Consider the following scenario: Your have a folder

C:\MyFiles

for which you want to create backups. Assume for simplicity that the folder contains only two files:

C:\MyFiles\movie.avi (huge 600 MB movie file)
C:\MyFiles\todo.txt  (your todo-list, few kilobytes)

The large movie.avi doesn't change. Your todo.txt is changed almost daily, but it's only a very small file. Let's further assume, it's March 1st, 2019, the current time is 15:12, and you are creating backup with YAHB to F:\Backup. Then YAHB will simply copy C:\MyFiles as follows:

F:\Backup\201903011512\C__\MyFiles\movie.avi
F:\Backup\201903011512\C__\MyFiles\todo.txt

Suppose the next day (March 2nd, same time) you want to create another backup to the same location. The file todo.txt has changed inbetween, but the file movie.avi has not. YAHB will locate the last previous backup folder, and identify those files that changed, and those that didn't. Running YAHB again will result in the following backup:

F:\Backup\201903021512\C__\MyFiles\movie.avi -> hardlink to F:\Backup\201903011512\C__\MyFiles\movie.avi
F:\Backup\201903021512\C__\MyFiles\todo.txt

The folder F:\Backup\201903021512 now only takes a few kilobytes, instead of 600 MB, since movie.avi is only stored once on the drive F:, but two NTFS hardlinks are pointing to it.

Moreover:

  • If at some point, you decide to delete the folder F:\Backup\201903011512 (but keep F:\Backup\201903021512), NTFS will detect that there is a hardlink pointing to movie.avi. It will delete the folder, but keep movie.avi on the disk. Same for the other way round.
  • You always have a 1:1 copy of your current files at hand. In case of a desaster, there is no proprietary backup format to extract from, re-order your file structure etc. In the above example, just copy the latest version of MyFiles back, and all your data are there - maximum recoverability.
  • If a file is currently locked (i.e. opened for read/write), YAHB supports to still create a copy of that file using Windows Volume Shadow Copy Service. This is useful, if you want to create a backup in the background while working with the computer, i.e. creating backups of documents while you have them still open in Word/LibreOffice, or creating a backup of your Thunderbird or Firefox Profile folder, while still writing mails or browsing the web.

Installation

Just unzip to a folder, open a command-prompt and run yahb.

Requirements

YAHB is currently 64 bit only. YAHB will likely run fine on Windows 7 and 8.1, but only Windows 10 is supported.

  • When copying to a locally attached drive, the target drive MUST be NTFS-formatted.
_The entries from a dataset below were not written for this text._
//! Per-day and whole-trip category quotas.

use crate::categorize::PlaceBuckets;
use crate::model::Category;

/// Counts for the categories that carry quotas.
#[derive(Debug, Clone, Copy, Default, PartialEq, Eq)]
pub struct CategoryCounts {
    pub attraction: usize,
    pub restaurant: usize,
    pub cafe: usize,
}

impl CategoryCounts {
    pub fn get(&self, category: Category) -> usize {
        match category {
            Category::Attraction => self.attraction,
            Category::Restaurant => self.restaurant,
            Category::Cafe => self.cafe,
            _ => 0,
        }
    }

    /// Use up one slot of `category`. No-op for categories without quotas.
    pub fn take(&mut self, category: Category) {
        match category {
            Category::Attraction => self.attraction = self.attraction.saturating_sub(1),
            Category::Restaurant => self.restaurant = self.restaurant.saturating_sub(1),
            Category::Cafe => self.cafe = self.cafe.saturating_sub(1),
            _ => {}
        }
    }

    pub fn is_exhausted(&self) -> bool {
        self.attraction == 0 && self.restaurant == 0 && self.cafe == 0
    }
}

/// Quotas derived from bucket sizes and trip length.
///
/// Accommodation is not quota-driven: the assigner places at most one per day
/// while unused accommodations remain.
#[derive(Debug, Clone, Copy, PartialEq, Eq)]
pub struct QuotaPlan {
    pub num_days: u32,
    pub per_day: CategoryCounts,
    pub trip_total: CategoryCounts,
}

/// `ceil(count / num_days)` per category. A zero-day trip counts as one day.
pub fn quota_plan(buckets: &PlaceBuckets, num_days: u32) -> QuotaPlan {
    let days = num_days.max(1) as usize;
    let trip_total = CategoryCounts {
        attraction: buckets.count(Category::Attraction),
        restaurant: buckets.count(Category::Restaurant),
        cafe: buckets.count(Category::Cafe),
    };
    let per_day = CategoryCounts {
        attraction: trip_total.attraction.div_ceil(days),
        restaurant: trip_total.restaurant.div_ceil(days),
        cafe: trip_total.cafe.div_ceil(days),
    };

    QuotaPlan {
        num_days: days as u32,
        per_day,
        trip_total,
    }
}
//! Collaborator traits.
//!
//! The pipeline reaches the place database, the route graph and the remote
//! planner only through these narrow interfaces. Apps implement them for
//! their own storage and transport.

use crate::error::PlannerError;
use crate::model::{Category, Coordinates, PlaceId, Place};
use crate::polyline::Polyline;
use crate::schedule::{SchedulePayload, ScheduleResponse};

/// Read-only access to the known-place store.
pub trait PlaceLookup {
    fn find_place_by_id(&self, id: &PlaceId) -> Option<Place>;

    fn find_place_by_name(&self, name: &str) -> Option<Place>;
}

impl<T: PlaceLookup + ?Sized> PlaceLookup for &T {
    fn find_place_by_id(&self, id: &PlaceId) -> Option<Place> {
        (**self).find_place_by_id(id)
    }

    fn find_place_by_name(&self, name: &str) -> Option<Place> {
        (**self).find_place_by_name(name)
    }
}

/// Resolves route graph ids for rendering.
pub trait GraphLookup {
    fn resolve_node(&self, id: &str) -> Option<Coordinates>;

    fn resolve_link(&self, id: &str) -> Option<Polyline>;
}

/// External schedule planner.
pub trait SchedulePlanner {
    fn request_schedule(&self, payload: &SchedulePayload) -> Result<ScheduleResponse, PlannerError>;
}

/// Minimum number of places a trip should carry per category.
pub trait MinimumRequirement {
    fn minimum_for(&self, trip_days: u32, category: Category) -> usize;
}

impl<F> MinimumRequirement for F
where
    F: Fn(u32, Category) -> usize,
{
    fn minimum_for(&self, trip_days: u32, category: Category) -> usize {
        self(trip_days, category)
    }
}
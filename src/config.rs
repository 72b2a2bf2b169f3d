//! Build options and the injected category translation table.

use std::collections::HashMap;

use chrono::NaiveTime;

use crate::model::Category;

/// Average travel speed assumption for time estimation.
pub const DEFAULT_SPEED_KMH: f64 = 40.0;

/// Length of one planner schedule slot.
pub const SLOT_MINUTES: u32 = 60;

/// Assumed stay per category, in minutes.
#[derive(Debug, Clone)]
pub struct StayDurations {
    pub accommodation: u32,
    pub attraction: u32,
    pub restaurant: u32,
    pub cafe: u32,
    pub transport: u32,
    pub other: u32,
}

impl Default for StayDurations {
    fn default() -> Self {
        Self {
            accommodation: 30,
            attraction: 60,
            restaurant: 90,
            cafe: 60,
            transport: 30,
            other: 45,
        }
    }
}

impl StayDurations {
    pub fn for_category(&self, category: Category) -> u32 {
        match category {
            Category::Accommodation => self.accommodation,
            Category::Attraction => self.attraction,
            Category::Restaurant => self.restaurant,
            Category::Cafe => self.cafe,
            Category::Transport => self.transport,
            Category::Other => self.other,
        }
    }
}

/// Label to category translation, passed to whatever needs it.
///
/// Keys are matched case-insensitively; values are canonical category names.
#[derive(Debug, Clone)]
pub struct CategoryAliases {
    aliases: HashMap<String, String>,
}

impl Default for CategoryAliases {
    fn default() -> Self {
        Self::new([
            ("관광지", "attraction"),
            ("명소", "attraction"),
            ("음식점", "restaurant"),
            ("식당", "restaurant"),
            ("맛집", "restaurant"),
            ("카페", "cafe"),
            ("café", "cafe"),
            ("숙소", "accommodation"),
            ("숙박", "accommodation"),
            ("hotel", "accommodation"),
            ("lodging", "accommodation"),
            ("공항", "transport"),
        ])
    }
}

impl CategoryAliases {
    pub fn new<K, V>(entries: impl IntoIterator<Item = (K, V)>) -> Self
    where
        K: Into<String>,
        V: Into<String>,
    {
        let aliases = entries
            .into_iter()
            .map(|(label, canonical)| (label.into().to_lowercase(), canonical.into()))
            .collect();
        Self { aliases }
    }

    pub fn empty() -> Self {
        Self {
            aliases: HashMap::new(),
        }
    }

    pub fn insert(&mut self, label: impl Into<String>, canonical: impl Into<String>) {
        self.aliases.insert(label.into().to_lowercase(), canonical.into());
    }

    /// Resolve a raw label, falling back to the canonical names themselves.
    pub fn resolve(&self, label: &str) -> Category {
        let key = label.trim().to_lowercase();
        match self.aliases.get(&key) {
            Some(canonical) => Category::parse(canonical),
            None => Category::parse(&key),
        }
    }
}

/// Options shared by both itinerary paths.
#[derive(Debug, Clone)]
pub struct BuildOptions {
    /// Assumed average travel speed in km/h.
    pub speed_kmh: f64,
    /// Start of every day after the first; day one starts at the trip start.
    pub day_start: NaiveTime,
    pub stay: StayDurations,
    pub aliases: CategoryAliases,
}

impl Default for BuildOptions {
    fn default() -> Self {
        Self {
            speed_kmh: DEFAULT_SPEED_KMH,
            day_start: NaiveTime::from_hms_opt(9, 0, 0).unwrap_or(NaiveTime::MIN),
            stay: StayDurations::default(),
            aliases: CategoryAliases::default(),
        }
    }
}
Otherwise hardlinks cannot be created.
  • When copying to a network share, things are more complicated. Basically the underlying file system must support hardlinks, and must expose hardlink creation in such a way, that Windows API commands can be used to create hardlinks. This is supported with i.e. SAMBA when Unix Extensions are enabled. Fortunately, most typical NAS solutions like Synology or QNAP suport this and work out-of-the-box.

YAHB requires Microsoft NET Framework 4.7.2 or higher. The following versions of Windows ship with suitable versions of NET Framwework by default, i.e. you don't need to install anything if you run:

  • Windows 10, version 1809 and later

If you are running an earlier version of Windows, download and install the latest Microsoft NET Framework here.
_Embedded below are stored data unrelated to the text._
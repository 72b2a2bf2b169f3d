//! HTTP adapter for the external schedule planner.

use crate::error::PlannerError;
use crate::schedule::{SchedulePayload, ScheduleResponse};
use crate::traits::SchedulePlanner;

/// Where the planner lives and how long to wait for it.
#[derive(Debug, Clone)]
pub struct PlannerConfig {
    pub base_url: String,
    pub path: String,
    pub timeout_secs: u64,
}

impl Default for PlannerConfig {
    fn default() -> Self {
        Self {
            base_url: "http://localhost:8000".to_string(),
            path: "/schedule".to_string(),
            timeout_secs: 30,
        }
    }
}

impl PlannerConfig {
    /// Full schedule URL, joined without doubled slashes.
    pub fn endpoint(&self) -> String {
        format!(
            "{}/{}",
            self.base_url.trim_end_matches('/'),
            self.path.trim_start_matches('/')
        )
    }
}

/// Blocking JSON client for the planner's schedule endpoint.
#[derive(Debug, Clone)]
pub struct PlannerClient {
    config: PlannerConfig,
    client: reqwest::blocking::Client,
}

impl PlannerClient {
    /// Build the HTTP client with the configured timeout.
    pub fn new(config: PlannerConfig) -> Result<Self, PlannerError> {
        let client = reqwest::blocking::Client::builder()
            .timeout(std::time::Duration::from_secs(config.timeout_secs))
            .build()?;

        Ok(Self { config, client })
    }
}

impl SchedulePlanner for PlannerClient {
    fn request_schedule(&self, payload: &SchedulePayload) -> Result<ScheduleResponse, PlannerError> {
        let url = self.config.endpoint();
        tracing::debug!(
            url = %url,
            selected = payload.selected_places.len(),
            candidates = payload.candidate_places.len(),
            "requesting schedule from planner"
        );

        let response = self.client.post(&url).json(payload).send()?;
        let status = response.status();
        if !status.is_success() {
            return Err(PlannerError::Status(status.as_u16()));
        }

        let body = response.text()?;
        Ok(serde_json::from_str(&body)?)
    }
}

#[cfg(test)]
mod tests {
    use super::*;

    #[test]
    fn test_endpoint_joins_slashes() {
        let config = PlannerConfig {
            base_url: "http://planner.local/".to_string(),
            path: "/v1/schedule".to_string(),
            timeout_secs: 5,
        };
        assert_eq!(config.endpoint(), "http://planner.local/v1/schedule");
        assert_eq!(PlannerConfig::default().endpoint(), "http://localhost:8000/schedule");
    }
}
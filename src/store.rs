//! In-memory place store.

use std::collections::HashMap;

use crate::model::{Place, PlaceId};
use crate::traits::PlaceLookup;

/// Place store indexed by id and exact name. The first place seen for a name
/// wins the name index.
#[derive(Debug, Clone, Default)]
pub struct PlaceStore {
    by_id: HashMap<PlaceId, Place>,
    by_name: HashMap<String, PlaceId>,
}

impl PlaceStore {
    /// Empty store.
    pub fn new() -> Self {
        Self::default()
    }

    /// Add a place. Ids replace earlier entries; names keep the first place seen.
    pub fn insert(&mut self, place: Place) {
        self.by_name
            .entry(place.name.trim().to_string())
            .or_insert_with(|| place.id.clone());
        self.by_id.insert(place.id.clone(), place);
    }

    pub fn len(&self) -> usize {
        self.by_id.len()
    }

    pub fn is_empty(&self) -> bool {
        self.by_id.is_empty()
    }
}

impl FromIterator<Place> for PlaceStore {
    fn from_iter<I: IntoIterator<Item = Place>>(iter: I) -> Self {
        let mut store = PlaceStore::new();
        for place in iter {
            store.insert(place);
        }
        store
    }
}

impl PlaceLookup for PlaceStore {
    fn find_place_by_id(&self, id: &PlaceId) -> Option<Place> {
        self.by_id.get(id).cloned()
    }

    fn find_place_by_name(&self, name: &str) -> Option<Place> {
        self.by_name
            .get(name.trim())
            .and_then(|id| self.by_id.get(id))
            .cloned()
    }
}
Only if you want to make use of Windows Volume Shadow Copy Service to copy files currently in use, you need to additionally install Microsoft Visual Studio C++ 2019 Redistributable. You need the version for 64bit systems, i.e. vc_redist.x64.exe. Note that it's very likely that this is already installed on your system by other programs.

Restrictions

Windows via default has a MAX_PATH restriction, i.e. can't handle path names longer than 260 characters - a relict from old MS-DOS times. Since YAHB keeps the original folder structure but in addition adds a timestamp and drive letter -- like e.g. F:\Backup\201903021512\C__\MyFiles it is possible to run into problems as the destination path is then longer than 260 characters.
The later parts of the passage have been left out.